Of course, I was not gay. I didn't feel anything for boys nor girls. It would've been easier if I were gay - at least I would've known what I was. This period of my life caused me immense confusion. I had to pretend that I was interested in girls to appear 'normal.' I dated several girls in the hopes that it would trigger a spark within me - that it would do something - but unfortunately, I felt nothing. I had experimented with a few boys in secrecy, and yet again, I felt nothing. It was as if I were a robot going through the motions. No emotions. No feelings. Nothing.

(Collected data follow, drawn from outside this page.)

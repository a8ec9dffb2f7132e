//! Bearer credential wrapper with redacted Debug output.

use crate::{ErrorLocation, RedactError};

use std::fmt;
use std::panic::Location;

use serde::ser::Error;
use zeroize::Zeroize;

/// A bearer token that never exposes its value in logs or debug output.
///
/// The token is opaque to the client. It is only ever read back out to build
/// an `Authorization` header or to persist it in the token store.
#[derive(Clone, PartialEq, Eq)]
pub struct RedactedToken {
    inner: String,
}

impl RedactedToken {
    /// Wrap a token, trimming surrounding whitespace.
    ///
    /// # Errors
    /// Returns [`RedactError::EmptyToken`] when nothing is left after trimming.
    #[track_caller]
    pub fn try_new(token: impl Into<String>) -> Result<Self, RedactError> {
        let mut raw = token.into();
        let trimmed = raw.trim();

        if trimmed.is_empty() {
            raw.zeroize();
            return Err(RedactError::EmptyToken {
                message: String::from("bearer token cannot be empty"),
                location: ErrorLocation::from(Location::caller()),
            });
        }

        let inner = trimmed.to_string();
        raw.zeroize();
        Ok(Self { inner })
    }

    /// Get the actual token value.
    ///
    /// # Security Note
    /// Only call this when building the `Authorization` header or persisting.
    #[inline]
    pub fn expose(&self) -> &str {
        &self.inner
    }

    /// `Bearer <token>` header value.
    pub fn bearer_header_value(&self) -> String {
        format!("Bearer {}", self.inner)
    }

    /// Token length (safe to log).
    #[inline]
    pub fn len(&self) -> usize {
        self.inner.len()
    }

    #[inline]
    pub fn is_empty(&self) -> bool {
        self.inner.is_empty()
    }
}

impl fmt::Debug for RedactedToken {
    fn fmt(&self, f: &mut fmt::Formatter<'_>) -> fmt::Result {
        write!(f, "RedactedToken([REDACTED])")
    }
}

impl fmt::Display for RedactedToken {
    fn fmt(&self, f: &mut fmt::Formatter<'_>) -> fmt::Result {
        write!(f, "[REDACTED TOKEN]")
    }
}

impl Drop for RedactedToken {
    fn drop(&mut self) {
        self.inner.zeroize();
    }
}

// Prevent accidental serialization
impl serde::Serialize for RedactedToken {
    fn serialize<S>(&self, _serializer: S) -> Result<S::Ok, S::Error>
    where
        S: serde::Serializer,
    {
        Err(S::Error::custom(RedactError::Serialization {
            message: String::from("RedactedToken cannot be serialized - use expose() explicitly"),
            location: ErrorLocation::from(Location::caller()),
        }))
    }
}
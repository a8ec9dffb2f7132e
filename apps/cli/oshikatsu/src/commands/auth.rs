use super::Outcome;

use crate::cli::{LoginArgs, RegisterArgs};
use crate::context::AppContext;
use crate::error::OshikatsuError;
use crate::render;

use client_core::error::AuthError;
use client_core::validation::{LoginForm, RegisterForm};
use client_core::workflow::ErrorBanner;
use client_core::workflow::banner::CHECK_INPUT_MESSAGE;

use models::AuthUser;

use std::io::Write;

pub async fn login(
    ctx: &AppContext,
    args: &LoginArgs,
    out: &mut impl Write,
) -> Result<Outcome, OshikatsuError> {
    let form = LoginForm {
        username: args.username.clone(),
        password: args.password.clone(),
    };

    let mut session = ctx.session();
    let result = session.login(&form).await;
    signed_in(result, "ログインしました", out)
}

pub async fn register(
    ctx: &AppContext,
    args: &RegisterArgs,
    out: &mut impl Write,
) -> Result<Outcome, OshikatsuError> {
    let form = RegisterForm {
        username: args.username.clone(),
        email: args.email.clone(),
        password: args.password.clone(),
    };

    let mut session = ctx.session();
    let result = session.register(&form).await;
    signed_in(result, "登録しました", out)
}

pub fn logout(ctx: &AppContext, out: &mut impl Write) -> Result<Outcome, OshikatsuError> {
    ctx.session().logout();
    writeln!(out, "ログアウトしました")?;
    Ok(Outcome::Done)
}

fn signed_in(
    result: Result<&AuthUser, AuthError>,
    headline: &str,
    out: &mut impl Write,
) -> Result<Outcome, OshikatsuError> {
    match result {
        Ok(user) => {
            writeln!(out, "{headline}")?;
            render::dashboard(out, Some(user))?;
            Ok(Outcome::Done)
        }
        Err(AuthError::Validation(errors)) => {
            writeln!(out, "{CHECK_INPUT_MESSAGE}")?;
            render::validation(out, &errors)?;
            Ok(Outcome::Rejected)
        }
        Err(AuthError::Api(error)) => {
            render::banner(out, &ErrorBanner::from_api(&error))?;
            Ok(Outcome::Rejected)
        }
    }
}
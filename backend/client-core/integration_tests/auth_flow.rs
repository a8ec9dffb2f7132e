use crate::helpers::{auth_json, client_with};

use client_core::api::OshiGroupApi;
use client_core::session::AuthSession;
use client_core::token_store::{CredentialProvider, FileTokenStore};
use client_core::validation::LoginForm;

use serde_json::json;
use std::sync::Arc;
use tempfile::TempDir;
use wiremock::matchers::{body_json, header, method, path};
use wiremock::{Mock, MockServer, ResponseTemplate};

/// **VALUE**: Login persists the credential and later calls carry it, even
/// from a fresh client over the same storage directory.
///
/// **WHY THIS MATTERS**: This is the whole session lifecycle of the CLI: one
/// invocation logs in, the next one searches.
///
/// **BUG THIS CATCHES**: Login sending a bearer header, the token not reaching
/// disk, or a new process not picking it up.
#[tokio::test]
async fn given_successful_login_when_searching_later_then_bearer_header_is_sent() {
    // GIVEN: A backend that issues a token and protects the list endpoint
    let server = MockServer::start().await;
    Mock::given(method("POST"))
        .and(path("/api/auth/login"))
        .and(body_json(json!({"username": "alice", "password": "secret"})))
        .respond_with(ResponseTemplate::new(200).set_body_json(auth_json("issued-token")))
        .expect(1)
        .mount(&server)
        .await;
    Mock::given(method("GET"))
        .and(path("/api/oshi-groups/list-company"))
        .and(header("authorization", "Bearer issued-token"))
        .respond_with(ResponseTemplate::new(200).set_body_json(json!([])))
        .expect(2)
        .mount(&server)
        .await;

    // WHEN: Logging in through a file-backed session
    let temp = TempDir::new().unwrap();
    let store = Arc::new(FileTokenStore::in_dir(temp.path()));
    let client = client_with(&server.uri(), store.clone());
    let mut session = AuthSession::new(client.clone(), store.clone());
    let form = LoginForm {
        username: "alice".to_string(),
        password: "secret".to_string(),
    };
    let user = session.login(&form).await.unwrap();
    assert_eq!(user.user_id, 7);

    // THEN: The login request itself was anonymous
    let received = server.received_requests().await.unwrap();
    assert!(received[0].headers.get("authorization").is_none());

    // AND: The same client now sends the bearer
    client.list_by_company("x").await.unwrap();

    // AND: So does a client built after a "restart"
    let reloaded = Arc::new(FileTokenStore::in_dir(temp.path()));
    assert!(reloaded.get().is_some());
    let restarted = client_with(&server.uri(), reloaded);
    restarted.list_by_company("x").await.unwrap();
}

#[tokio::test]
async fn given_rejected_login_when_logging_in_then_nothing_is_stored() {
    let server = MockServer::start().await;
    Mock::given(method("POST"))
        .and(path("/api/auth/login"))
        .respond_with(ResponseTemplate::new(401).set_body_json(json!({
            "status": 401,
            "message": "ユーザー名またはパスワードが正しくありません"
        })))
        .mount(&server)
        .await;

    let temp = TempDir::new().unwrap();
    let store = Arc::new(FileTokenStore::in_dir(temp.path()));
    let client = client_with(&server.uri(), store.clone());
    let mut session = AuthSession::new(client, store.clone());
    let form = LoginForm {
        username: "alice".to_string(),
        password: "wrong".to_string(),
    };

    let result = session.login(&form).await;

    assert!(result.is_err());
    assert!(store.get().is_none());
    assert!(!session.is_authenticated());
}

Maybe it was just down to my unusual biology. Perhaps, I was just a supernatural being incapable of experiencing such ordinary human things. I made peace with this and accepted that I would be like this for the rest of my life.
And then I met her.
During the first day of my university lecture, in a room buzzing with five hundred people or more, I felt quite suffocated in such a busy and constricted environment. I headed towards the double doors, wanting to step outside the lecture theater to catch my breath for a moment. Just then, the large doors swung open and a slender figure barged into me.
"I'm so sorry."
I was stunned by the natural beauty standing before me.
Her black skin was completely flawless, a stark contrast to her white flowy dress. Her hair was a million tight black cords that might either have the texture of soft yarn or cobra skin; her face was like no other. She didn't appear to be wearing any makeup, or if she was, it wasn't obvious to the naked eye. Her cool-blue eyes, the most prominent feature that would permanently imprint itself in my mind, reminded me of the winter frost. Anyone would assume she wore colored contacts or that she was mixed race but, as I later learned, she was born with those beautiful eyes due to her Waardenburg syndrome.
"I was in a rush and I didn't see you there."
Her voice was sweet like honey and smooth like butter.
Before I could finish talking, she moved swiftly past me and headed inside the theater. I caught a whiff of her scent. It was sweet and subtle, yet such a faint aroma was enough to ignite a flame within me.
What was this feeling? This feeling was so strange; it stretched throughout my whole body. It was overwhelming, yet made me feel complete. It had no bound nor length nor depth; it was just absolute. It felt as though I was in a fire, yet I was completely safe at the same time. It was as though someone had given me peace. I felt so light, like I was on top of the world, yet my heart was constricting and it felt as though there were no oxygen in my lungs.
It was a wonderful yet unnerving feeling. Something so powerful within the first thirty seconds of meeting this rare beauty. It was, in that moment, that I knew.
I knew she was the spark that I had been looking for in my life.
She was The One.
And I will stop at nothing until I make her mine.